La riposte de Julian Assange face à Google
Ryan Grim

Un officier de police se tient dans le vestibule du 3 Hans Crescent, un immeuble quelconque au coin de la rue du Harrods de Londres et au sud de Hyde Park. Il garde la porte du 3b, un petit appartement qui, depuis deux ans, est le lieu de résidence du patron de Wikileaks Julian Assange.

Sur le perron de l'immeuble, un autre policier, et juste devant, plusieurs autres agents et un panier à salade multicolore. Il s'agit de s'assurer que Julian Assange ne met pas un pied à l'extérieur de l'appartement, qui accueille l'Ambassade équatorienne où il a trouvé refuge.

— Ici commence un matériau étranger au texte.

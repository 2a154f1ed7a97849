// ============================
// olympiad-backend-lib/src/handlers/auth.rs
// ============================
//! HTTP handlers for the auth endpoints.
//!
//! Handlers translate service outcomes into status codes and the fixed
//! `{"message": ...}` payloads; all decisions live in the service layer.

use axum::{
    extract::{Query, State},
    http::{HeaderMap, StatusCode},
    response::{IntoResponse, Response},
    Json,
};
use olympiad_common::{
    ApiMessage, LoginRequest, LoginResponse, PasswordChangeRequest, ResetPasswordRequest,
    ValidatePasswordRequest,
};
use serde::Deserialize;
use std::sync::Arc;

use crate::error::AppError;
use crate::middleware::bearer_token;
use crate::AppState;

fn ok_message(text: &str) -> Response {
    (StatusCode::OK, Json(ApiMessage::new(text))).into_response()
}

/// `POST /api/auth/login`
pub async fn login(
    State(state): State<Arc<AppState>>,
    Json(request): Json<LoginRequest>,
) -> Result<Response, AppError> {
    match state
        .auth
        .login(&request.username_or_email, &request.password)
        .await?
    {
        Some(outcome) => Ok(Json(LoginResponse {
            token: outcome.token,
            user: outcome.user,
        })
        .into_response()),
        None => Err(AppError::Auth("Invalid username or password.".to_string())),
    }
}

/// `POST /api/auth/request-password-change`
pub async fn request_password_change(
    State(state): State<Arc<AppState>>,
    Json(request): Json<PasswordChangeRequest>,
) -> Result<Response, AppError> {
    if state
        .auth
        .request_password_change(&request.username_or_email)
        .await?
    {
        Ok(ok_message("Password reset instructions sent to your email."))
    } else {
        Err(AppError::NotFound("User not found.".to_string()))
    }
}

#[derive(Debug, Deserialize)]
pub struct ResetTokenQuery {
    pub token: String,
}

/// `POST /api/auth/reset-password?token=...`
pub async fn reset_password(
    State(state): State<Arc<AppState>>,
    Query(query): Query<ResetTokenQuery>,
    Json(request): Json<ResetPasswordRequest>,
) -> Result<Response, AppError> {
    if state
        .auth
        .reset_password(&query.token, &request.new_password)
        .await?
    {
        Ok(ok_message("Password updated successfully."))
    } else {
        Err(AppError::InvalidInput(
            "Invalid or expired reset token.".to_string(),
        ))
    }
}

/// `POST /api/auth/validate-token`
pub async fn validate_token(
    State(state): State<Arc<AppState>>,
    headers: HeaderMap,
) -> Result<Response, AppError> {
    let Some(token) = bearer_token(&headers) else {
        return Err(AppError::Auth("Token is missing or invalid.".to_string()));
    };

    if state.auth.validate_token(token)? {
        Ok(ok_message("Token is valid."))
    } else {
        Err(AppError::Auth("Token is invalid or expired.".to_string()))
    }
}

/// `POST /api/auth/validate-password`
pub async fn validate_password(
    State(state): State<Arc<AppState>>,
    headers: HeaderMap,
    Json(request): Json<ValidatePasswordRequest>,
) -> Result<Response, AppError> {
    if request.password.trim().is_empty() {
        return Err(AppError::InvalidInput("Password is required.".to_string()));
    }

    let Some(token) = bearer_token(&headers) else {
        return Err(AppError::Auth("Token is missing or invalid.".to_string()));
    };

    let check = state.auth.validate_password(token, &request.password).await?;
    if check.is_valid() {
        Ok(ok_message(check.message()))
    } else {
        Err(AppError::Auth(check.message().to_string()))
    }
}
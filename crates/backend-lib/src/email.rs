// crates/backend-lib/src/email.rs

//! Outbound email seam.
//!
//! The auth core only needs "send this subject/body to this address";
//! the actual SMTP transport lives behind this trait.

use async_trait::async_trait;

#[async_trait]
pub trait EmailSender: Send + Sync {
    async fn send(&self, to: &str, subject: &str, body: &str) -> anyhow::Result<()>;
}

/// Logs outbound mail instead of delivering it. Stands in for a real
/// transport in development and tests.
pub struct LogMailer;

#[async_trait]
impl EmailSender for LogMailer {
    async fn send(&self, to: &str, subject: &str, _body: &str) -> anyhow::Result<()> {
        tracing::info!(%to, %subject, "email dispatched");
        Ok(())
    }
}
use serde::Serialize;
use serde_json::Value;

use crate::error::Result;
use crate::protocol::Params;

/// Encode a structured argument (a batch of named queries, an app-properties
/// map) into the single JSON string the dialect expects.
pub fn to_json_arg<T>(value: &T) -> Result<String>
where
    T: Serialize + ?Sized,
{
    Ok(serde_json::to_string(value)?)
}

/// Stringify one parameter value for transmission. Strings go through as-is;
/// structured values are JSON-encoded.
pub fn param_to_string(value: &Value) -> String {
    match value {
        Value::String(s) => s.clone(),
        other => other.to_string(),
    }
}

/// Form-encode a parameter map (`application/x-www-form-urlencoded`).
pub fn encode_form(params: &Params) -> String {
    let mut serializer = form_urlencoded::Serializer::new(String::new());
    for (key, value) in params {
        serializer.append_pair(key, &param_to_string(value));
    }
    serializer.finish()
}

#[cfg(test)]
mod tests {
    use super::*;
    use serde_json::json;

    #[test]
    fn strings_pass_through_unquoted() {
        assert_eq!(param_to_string(&json!("select uid from user")), "select uid from user");
    }

    #[test]
    fn structured_values_are_json_encoded() {
        assert_eq!(param_to_string(&json!(42)), "42");
        assert_eq!(param_to_string(&json!(["a", "b"])), r#"["a","b"]"#);
        assert_eq!(param_to_string(&json!({"k": 1})), r#"{"k":1}"#);
    }

    #[test]
    fn json_arg_round_trips_maps() {
        let queries = json!({"q1": "A", "q2": "B"});
        let encoded = to_json_arg(&queries).unwrap();
        assert_eq!(serde_json::from_str::<Value>(&encoded).unwrap(), queries);
    }

    #[test]
    fn form_encodes_pairs() {
        let params = json!({"format": "json", "query": "a b"})
            .as_object()
            .cloned()
            .unwrap();
        assert_eq!(encode_form(&params), "format=json&query=a+b");
    }
}
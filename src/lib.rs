pub mod client;
pub mod encoding;
pub mod error;
pub mod protocol;
pub mod transport;

// Re-export for callers building parameter maps
pub use serde_json;

pub mod prelude {
    pub use crate::client::{RestClient, RestRequest};
    pub use crate::error::{ApiError, Error, Result};
    pub use crate::protocol::{Params, Response, TransportOptions};
    pub use crate::transport::{HttpTransport, Transport, TransportConfig};
}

Un officier explique au Huffington Post que si l'homme tentait de s'aventurer à l'extérieur, lui et ses collègues étaient chargés de l'escorter jusqu'au poste de police le plus proche.

À l'intérieur, l'objet du tumulte se montre méfiant. Il se dirige rapidement vers un visiteur afin de l'empêcher d'ouvrir la porte d'entrée: il ne veut pas que l'officier le voie. Pour notre entrevue, il demande à prendre place sur la chaise la plus éloignée de la porte, celle qui lui offre la meilleure protection.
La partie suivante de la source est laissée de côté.